GBS Variants and Typical Course
AIDP (Europe/NA predominant): demyelinating features; sensory symptoms frequent; recovery usually favorable with therapy [5], [7].
AMAN/axonal: faster progression, more severe weakness; worse short-term prognosis, lower CMAPs; recovery may be prolonged [5], [7].
MFS: ophthalmoplegia–ataxia–areflexia; anti-GQ1b common; generally mild with near-complete recovery ≤6 months, often without treatment [1].
Epidemiology and Outcomes
Incidence 0.6–1.9 per 100,000/year in NA/EU; male predominance [2].
Despite treatment: mortality ≈2–10%; ≈20% unable to walk at 6 months; many with residual fatigue/neuropathic pain [11].
Most severe cases recover substantially over months; counseling on realistic timelines is essential [12].
Diagnostics That Shift Management
CSF: albuminocytologic dissociation typically after day 7; pleocytosis >50 suggests alternative/infectious etiologies [7].
Electrodiagnostics: classify demyelinating vs axonal; absent H-reflexes early support radiculopathy; reduced SNAPs/CMAPs support peripheral neuropathy [7].
Serologies: consider anti-GQ1b in MFS; infectious work-up guided by history [7].
Timing and Choice of Immune Therapy
Start treatment promptly when criteria met; earlier IVIg initiation is linked to improved outcomes (functional recovery) [8].
IVIg and plasma exchange are the only proven effective immune treatments over the last 30 years [9], [11].
Routine combination or steroids in classic GBS are not recommended; consider retreatment in selected nonresponders [11].
Red Flags and Pitfalls
Do not delay treatment while waiting for CSF/EMG if clinically clear and progressing.
Watch for dysautonomia: malignant hypertension/hypotension and arrhythmias can be fatal; continuous monitoring in moderate–severe disease [7], [11].
Differentiate acute-onset CIDP if deterioration continues beyond 8 weeks or with relapses; management shifts to CIDP regimens [3], [4], [6].

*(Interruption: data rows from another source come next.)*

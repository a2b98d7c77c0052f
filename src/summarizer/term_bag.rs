//! Term-frequency vectors for sentences
//!
//! A [`TermBag`] counts each content word of a sentence. Similarity between two
//! sentences is the cosine of their raw frequency vectors.

use rustc_hash::FxHashMap;

/// A sparse term-frequency vector
#[derive(Debug, Clone, Default)]
pub struct TermBag {
    /// Term -> occurrence count
    pub counts: FxHashMap<String, usize>,
    /// L2 norm of the count vector
    pub norm: f64,
}

impl TermBag {
    /// Create an empty bag
    pub fn new() -> Self {
        Self::default()
    }

    /// Count the given tokens
    pub fn from_tokens<I, S>(tokens: I) -> Self
    where
        I: IntoIterator<Item = S>,
        S: Into<String>,
    {
        let mut counts: FxHashMap<String, usize> = FxHashMap::default();
        for token in tokens {
            *counts.entry(token.into()).or_insert(0) += 1;
        }
        let norm = Self::compute_norm(&counts);
        Self { counts, norm }
    }

    fn compute_norm(counts: &FxHashMap<String, usize>) -> f64 {
        counts
            .values()
            .map(|&c| (c * c) as f64)
            .sum::<f64>()
            .sqrt()
    }

    /// Sum over shared terms of the product of their counts
    pub fn weighted_overlap(&self, other: &TermBag) -> f64 {
        // Iterate the smaller bag
        let (small, large) = if self.counts.len() <= other.counts.len() {
            (self, other)
        } else {
            (other, self)
        };

        small
            .counts
            .iter()
            .filter_map(|(term, &count)| large.counts.get(term).map(|&c| (count * c) as f64))
            .sum()
    }

    /// Cosine similarity of the two frequency vectors.
    ///
    /// Exactly 0 when there is no overlap or either bag is empty.
    pub fn cosine_similarity(&self, other: &TermBag) -> f64 {
        if self.norm == 0.0 || other.norm == 0.0 {
            return 0.0;
        }

        let overlap = self.weighted_overlap(other);
        if overlap == 0.0 {
            return 0.0;
        }

        overlap / (self.norm * other.norm)
    }

    /// Number of distinct terms
    pub fn len(&self) -> usize {
        self.counts.len()
    }

    /// Check if the bag is empty
    pub fn is_empty(&self) -> bool {
        self.counts.is_empty()
    }

    /// Occurrence count of a term
    pub fn count(&self, term: &str) -> usize {
        self.counts.get(term).copied().unwrap_or(0)
    }
}

#[cfg(test)]
mod tests {
    use super::*;

    #[test]
    fn test_counts_and_norm() {
        let bag = TermBag::from_tokens(["a", "b", "a"]);

        assert_eq!(bag.count("a"), 2);
        assert_eq!(bag.count("b"), 1);
        assert_eq!(bag.count("z"), 0);
        assert!((bag.norm - 5f64.sqrt()).abs() < 1e-12);
    }

    #[test]
    fn test_cosine_similarity_identical() {
        let a = TermBag::from_tokens(["x", "y", "y"]);
        let b = TermBag::from_tokens(["y", "x", "y"]);

        assert!((a.cosine_similarity(&b) - 1.0).abs() < 1e-12);
    }

    #[test]
    fn test_cosine_similarity_weighted() {
        // a = {x:2, y:1}, b = {x:1, z:1}
        let a = TermBag::from_tokens(["x", "x", "y"]);
        let b = TermBag::from_tokens(["x", "z"]);

        let expected = 2.0 / (5f64.sqrt() * 2f64.sqrt());
        assert!((a.cosine_similarity(&b) - expected).abs() < 1e-12);
    }

    #[test]
    fn test_cosine_similarity_symmetric() {
        let a = TermBag::from_tokens(["rust", "graph", "rank", "rank"]);
        let b = TermBag::from_tokens(["rank", "graph", "matrix"]);

        assert_eq!(a.cosine_similarity(&b), b.cosine_similarity(&a));
    }

    #[test]
    fn test_cosine_similarity_disjoint() {
        let a = TermBag::from_tokens(["a"]);
        let b = TermBag::from_tokens(["b"]);

        assert_eq!(a.cosine_similarity(&b), 0.0);
    }

    #[test]
    fn test_empty_bag() {
        let empty = TermBag::new();
        let other = TermBag::from_tokens(["a"]);

        assert!(empty.is_empty());
        assert_eq!(empty.norm, 0.0);
        assert_eq!(empty.cosine_similarity(&other), 0.0);
        assert_eq!(other.cosine_similarity(&empty), 0.0);
    }
}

Long-term Care and Transition
Rehabilitation, fatigue management, neuropathic pain therapy, and mental health support.
Assess for treatment-related fluctuations; consider CIDP workup if relapse or progression beyond expected GBS window [3], [4], [6].
Patient-reported outcome measures can track disability, pain, fatigue, and quality of life through recovery [6].